Sunday, April 7, 2013

La Gabelle: The Salt Tax

A cold wind with a temperature of 8 C. made the market yesterday afternoon quite unpleasant. I had made plans to meet Caroline for a coffee at Le President around 3 pm, so when I had finished buying veggies and still didn't see her, I decided to duck into the new brocante next to the patisserie to get out of the cold. I had no intention of buying anything. That good intention flew out the window when I spied this plate. I loved the scalloped edge and the fleur-de-lis around it. The crown and the green and white checkerboard also appealed to me. Not real crazy about the lions, but I bought it anyway. What was really intriguing, though, was its backside....



No doubt about its provenance...it was made by M. Schoff in 1899. Being ever curious, I was determined to find out what I could about Francois Porcher in whose honor it was made. It appears that he was a counselor to the king and also president of the grenier a sel (salt granary) in La Chatre in 1698. La Chatre is a town in the Indre department about 300 kms due south of Paris. Other than to verify that this person actually existed, I'm not able to find out anything more specific about him. But I did learn some fascinating things about salt in my internet sleuthing.

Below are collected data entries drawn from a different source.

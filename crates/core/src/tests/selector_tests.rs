// Copyright (C) 2026 Fred Clausen
// Use of this source code is governed by an MIT-style
// license that can be found in the LICENSE file or at
// https://opensource.org/licenses/MIT.

use crate::tests::helpers::{
    MONDAY, always_schedule, create_test_clock, create_test_registry, create_test_seller,
    local_instant, time,
};
use crate::{
    CoreError, FallbackPolicy, RankKey, SelectionPolicy, SellerRegistry, assign, select_seller,
};
use chrono::{DateTime, Utc};
use cocolu_audit::{AssignmentEvent, AssignmentEventKind};
use cocolu_domain::{
    BusinessClock, ConversationId, DomainError, Seller, SellerId, SellerStatus, Specialty,
    UnavailableReason, WorkSchedule, is_available_now,
};

fn select<'a>(
    sellers: &'a [Seller],
    requested: Option<&str>,
    now: DateTime<Utc>,
    policy: &SelectionPolicy,
) -> Option<&'a Seller> {
    let clock: BusinessClock = create_test_clock();
    let specialty: Option<Specialty> = requested.map(Specialty::new);
    select_seller(sellers, specialty.as_ref(), now, &clock, policy)
}

fn ids(selected: Option<&Seller>) -> Option<&str> {
    selected.map(|s| s.id.as_str())
}

#[test]
fn test_lowest_load_wins() {
    let mut busy: Seller = create_test_seller(1);
    busy.current_clients = 3;
    let mut light: Seller = create_test_seller(2);
    light.current_clients = 1;
    let sellers: Vec<Seller> = vec![busy, light];
    let now: DateTime<Utc> = local_instant(MONDAY, 10, 0);

    let selected: Option<&Seller> = select(&sellers, None, now, &SelectionPolicy::default());

    assert_eq!(ids(selected), Some("SELLER002"));
}

#[test]
fn test_load_is_compared_as_percentage() {
    // 2 of 10 (20%) beats 1 of 2 (50%).
    let mut small: Seller = create_test_seller(1);
    small.max_clients = 2;
    small.current_clients = 1;
    let mut large: Seller = create_test_seller(2);
    large.max_clients = 10;
    large.current_clients = 2;
    let sellers: Vec<Seller> = vec![small, large];
    let now: DateTime<Utc> = local_instant(MONDAY, 10, 0);

    let selected: Option<&Seller> = select(&sellers, None, now, &SelectionPolicy::default());

    assert_eq!(ids(selected), Some("SELLER002"));
}

#[test]
fn test_rating_breaks_load_ties() {
    let mut low: Seller = create_test_seller(1);
    low.rating = 3.5;
    let mut high: Seller = create_test_seller(2);
    high.rating = 4.8;
    let sellers: Vec<Seller> = vec![low, high];
    let now: DateTime<Utc> = local_instant(MONDAY, 10, 0);

    let selected: Option<&Seller> = select(&sellers, None, now, &SelectionPolicy::default());

    assert_eq!(ids(selected), Some("SELLER002"));
}

#[test]
fn test_registration_breaks_remaining_ties() {
    let sellers: Vec<Seller> = vec![create_test_seller(3), create_test_seller(2)];
    let now: DateTime<Utc> = local_instant(MONDAY, 10, 0);

    let selected: Option<&Seller> = select(&sellers, None, now, &SelectionPolicy::default());

    assert_eq!(ids(selected), Some("SELLER002"));
}

#[test]
fn test_rating_first_ranking_order() {
    let mut loaded_star: Seller = create_test_seller(1);
    loaded_star.current_clients = 3;
    loaded_star.rating = 5.0;
    let mut idle_rookie: Seller = create_test_seller(2);
    idle_rookie.rating = 3.0;
    let sellers: Vec<Seller> = vec![loaded_star, idle_rookie];
    let now: DateTime<Utc> = local_instant(MONDAY, 10, 0);
    let policy: SelectionPolicy = SelectionPolicy {
        ranking: vec![RankKey::Rating, RankKey::Load],
        ..SelectionPolicy::default()
    };

    assert_eq!(
        ids(select(&sellers, None, now, &SelectionPolicy::default())),
        Some("SELLER002")
    );
    assert_eq!(ids(select(&sellers, None, now, &policy)), Some("SELLER001"));
}

#[test]
fn test_selection_is_deterministic() {
    let sellers: Vec<Seller> = (1..=5).map(create_test_seller).collect();
    let now: DateTime<Utc> = local_instant(MONDAY, 10, 0);
    let policy: SelectionPolicy = SelectionPolicy::default();

    let first: Option<&Seller> = select(&sellers, None, now, &policy);
    for _ in 0..10 {
        assert_eq!(select(&sellers, None, now, &policy), first);
    }
}

#[test]
fn test_selected_seller_is_always_available() {
    let mut offline: Seller = create_test_seller(1);
    offline.status = SellerStatus::Offline;
    let mut full: Seller = create_test_seller(2);
    full.current_clients = full.max_clients;
    let mut weekend: Seller = create_test_seller(3);
    weekend.work_schedule = WorkSchedule::uniform(&[0, 6], time("09:00"), time("17:00")).unwrap();
    let mut ok: Seller = create_test_seller(4);
    ok.current_clients = 4;
    let sellers: Vec<Seller> = vec![offline, full, weekend, ok];
    let clock: BusinessClock = create_test_clock();

    for hour in [8, 9, 12, 16, 17, 20] {
        let now: DateTime<Utc> = local_instant(MONDAY, hour, 0);
        if let Some(seller) = select(&sellers, None, now, &SelectionPolicy::default()) {
            assert!(is_available_now(seller, now, &clock).is_available());
            assert!(seller.current_clients < seller.max_clients);
        }
    }
}

#[test]
fn test_nobody_available_returns_none() {
    let sellers: Vec<Seller> = vec![create_test_seller(1)];
    let now: DateTime<Utc> = local_instant(MONDAY, 22, 0);

    assert!(select(&sellers, None, now, &SelectionPolicy::default()).is_none());
    assert!(select(&[], None, now, &SelectionPolicy::default()).is_none());
}

#[test]
fn test_general_request_does_not_filter() {
    let mut specialist: Seller = create_test_seller(1);
    specialist.specialty = Specialty::new("rings");
    let sellers: Vec<Seller> = vec![specialist];
    let now: DateTime<Utc> = local_instant(MONDAY, 10, 0);

    let selected: Option<&Seller> =
        select(&sellers, Some("general"), now, &SelectionPolicy::default());

    assert_eq!(ids(selected), Some("SELLER001"));
}

#[test]
fn test_specialist_preferred_over_lighter_generalist() {
    let mut specialist: Seller = create_test_seller(1);
    specialist.specialty = Specialty::new("rings");
    specialist.current_clients = 4;
    let sellers: Vec<Seller> = vec![specialist, create_test_seller(2)];
    let now: DateTime<Utc> = local_instant(MONDAY, 10, 0);

    let selected: Option<&Seller> =
        select(&sellers, Some("Rings"), now, &SelectionPolicy::default());

    assert_eq!(ids(selected), Some("SELLER001"));
}

fn fallback_policy(fallback: FallbackPolicy) -> SelectionPolicy {
    SelectionPolicy {
        fallback,
        ..SelectionPolicy::default()
    }
}

#[test]
fn test_fallback_policies_when_specialist_is_busy() {
    let mut specialist: Seller = create_test_seller(1);
    specialist.specialty = Specialty::new("rings");
    specialist.current_clients = specialist.max_clients;
    let sellers: Vec<Seller> = vec![specialist, create_test_seller(2)];
    let now: DateTime<Utc> = local_instant(MONDAY, 10, 0);

    let always = select(&sellers, Some("rings"), now, &fallback_policy(FallbackPolicy::Always));
    let absent = select(
        &sellers,
        Some("rings"),
        now,
        &fallback_policy(FallbackPolicy::OnlyWhenAbsent),
    );
    let never = select(&sellers, Some("rings"), now, &fallback_policy(FallbackPolicy::Never));

    assert_eq!(ids(always), Some("SELLER002"));
    assert_eq!(ids(absent), None);
    assert_eq!(ids(never), None);
}

#[test]
fn test_fallback_policies_when_specialist_is_absent() {
    let mut retired: Seller = create_test_seller(1);
    retired.specialty = Specialty::new("rings");
    retired.status = SellerStatus::Offline;
    let sellers: Vec<Seller> = vec![retired, create_test_seller(2)];
    let now: DateTime<Utc> = local_instant(MONDAY, 10, 0);

    let absent = select(
        &sellers,
        Some("rings"),
        now,
        &fallback_policy(FallbackPolicy::OnlyWhenAbsent),
    );
    let never = select(&sellers, Some("rings"), now, &fallback_policy(FallbackPolicy::Never));

    assert_eq!(ids(absent), Some("SELLER002"));
    assert_eq!(ids(never), None);
}

#[test]
fn test_fallback_policy_parsing() {
    assert_eq!("always".parse::<FallbackPolicy>(), Ok(FallbackPolicy::Always));
    assert_eq!(
        "only-when-absent".parse::<FallbackPolicy>(),
        Ok(FallbackPolicy::OnlyWhenAbsent)
    );
    assert_eq!(
        "ONLY_WHEN_ABSENT".parse::<FallbackPolicy>(),
        Ok(FallbackPolicy::OnlyWhenAbsent)
    );
    assert_eq!("never".parse::<FallbackPolicy>(), Ok(FallbackPolicy::Never));
    assert_eq!(
        "sometimes".parse::<FallbackPolicy>(),
        Err(DomainError::InvalidFallbackPolicy(String::from("sometimes")))
    );
}

#[test]
fn test_rank_order_parsing() {
    assert_eq!(
        RankKey::parse_order("rating, load").unwrap(),
        vec![RankKey::Rating, RankKey::Load]
    );
    assert!(RankKey::parse_order("").is_err());
    assert!(RankKey::parse_order("load,load").is_err());
    assert!(RankKey::parse_order("load,speed").is_err());
}

#[test]
fn test_assign_commits_load_and_event() {
    let mut registry: SellerRegistry = create_test_registry(vec![create_test_seller(1)]);
    let id: SellerId = SellerId::from_number(1);
    let now: DateTime<Utc> = local_instant(MONDAY, 10, 0);

    let event: AssignmentEvent = assign(
        &mut registry,
        &id,
        ConversationId::new("chat-1"),
        Some(Specialty::new("rings")),
        now,
        &create_test_clock(),
    )
    .unwrap();

    assert_eq!(registry.get_seller(&id).unwrap().current_clients, 1);
    assert_eq!(event.kind, AssignmentEventKind::Assigned);
    assert_eq!(event.seller_id, id);
    assert_eq!(event.timestamp, now);
    assert_eq!(event.specialty_requested, Some(Specialty::new("rings")));
}

#[test]
fn test_assign_revalidates_capacity_at_commit() {
    let mut registry: SellerRegistry = create_test_registry(vec![create_test_seller(1)]);
    let id: SellerId = SellerId::from_number(1);
    let now: DateTime<Utc> = local_instant(MONDAY, 10, 0);
    let clock: BusinessClock = create_test_clock();

    // Selected while there was room...
    let sellers: Vec<Seller> = registry.get_all_sellers();
    let selected: SellerId = select(&sellers, None, now, &SelectionPolicy::default())
        .unwrap()
        .id
        .clone();
    // ...then filled up before commit.
    for _ in 0..5 {
        registry.increment_load(&id).unwrap();
    }

    let result: Result<AssignmentEvent, CoreError> = assign(
        &mut registry,
        &selected,
        ConversationId::new("chat-1"),
        None,
        now,
        &clock,
    );

    assert_eq!(
        result,
        Err(CoreError::CapacityExceeded {
            seller_id: id.clone(),
            current: 5,
            max: 5,
        })
    );
    assert_eq!(registry.get_seller(&id).unwrap().current_clients, 5);
}

#[test]
fn test_assign_revalidates_availability_at_commit() {
    let mut seller: Seller = create_test_seller(1);
    seller.work_schedule = always_schedule();
    let mut registry: SellerRegistry = create_test_registry(vec![seller]);
    let id: SellerId = SellerId::from_number(1);
    registry.update_seller_status(&id, "offline").unwrap();

    let result: Result<AssignmentEvent, CoreError> = assign(
        &mut registry,
        &id,
        ConversationId::new("chat-1"),
        None,
        local_instant(MONDAY, 10, 0),
        &create_test_clock(),
    );

    assert_eq!(
        result,
        Err(CoreError::SellerUnavailable {
            seller_id: id.clone(),
            reason: UnavailableReason::Offline,
        })
    );
    assert_eq!(registry.get_seller(&id).unwrap().current_clients, 0);
}
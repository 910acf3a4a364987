// Copyright (C) 2026 Fred Clausen
// Use of this source code is governed by an MIT-style
// license that can be found in the LICENSE file or at
// https://opensource.org/licenses/MIT.

use crate::DomainError;

#[test]
fn test_error_display_messages() {
    assert_eq!(
        DomainError::InvalidName(String::from("Name cannot be empty")).to_string(),
        "Invalid name: Name cannot be empty"
    );
    assert_eq!(
        DomainError::InvalidStatus(String::from("away")).to_string(),
        "Invalid seller status 'away'. Must be one of: available, busy, offline"
    );
    assert_eq!(
        DomainError::InvalidMaxClients { value: 0 }.to_string(),
        "Invalid max clients: 0. Must be greater than 0"
    );
    assert_eq!(
        DomainError::InvalidWeekday(9).to_string(),
        "Invalid weekday 9. Must be between 0 and 6"
    );
    assert_eq!(
        DomainError::InvalidTimezone(String::from("Mars/Olympus")).to_string(),
        "Invalid timezone: Mars/Olympus"
    );
}

#[test]
fn test_error_is_std_error() {
    let err: Box<dyn std::error::Error> = Box::new(DomainError::InvalidTime(String::from("9am")));
    assert_eq!(err.to_string(), "Invalid time '9am'. Expected HH:MM");
}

Salt, as we know, is necessary for both people and animals. Before refrigeration, it was also a common way to preserve food and was a vital piece of every country's economy. In 17th century France, all salt had to be sold to a grenier a sel, a designated salt broker in each area. The grenier a sel set the salt's price, and then resold it at a higher rate to retailers. The salt was very heavily taxed. And each person was required by law to buy a certain amount of it each year, making it impossible to avoid paying this hated tax. Each region's tax was set at a different rate, so it was tempting for people to smuggle cheaper, illegal salt into their area for either their own use or for re-sale. Vicious penalties for smuggling, including death, made that a risky idea, though. Everyone had to pay the tax...except  the nobility, of course. Special counselors, like M. Porcher, were appointed to make sure this tax was collected in their region and that the buying and selling of salt was controlled by the Crown. In the employ of the King and also making money by re-selling salt to retailers, I think M. Porcher would have been a very wealthy man! The salt tax, la gabelle, not only helped keep many kings solvent, it also allowed them to live in luxury and excess.  Repeal of this oppressive salt tax was a leading motive behind the French Revolution almost a hundred years later!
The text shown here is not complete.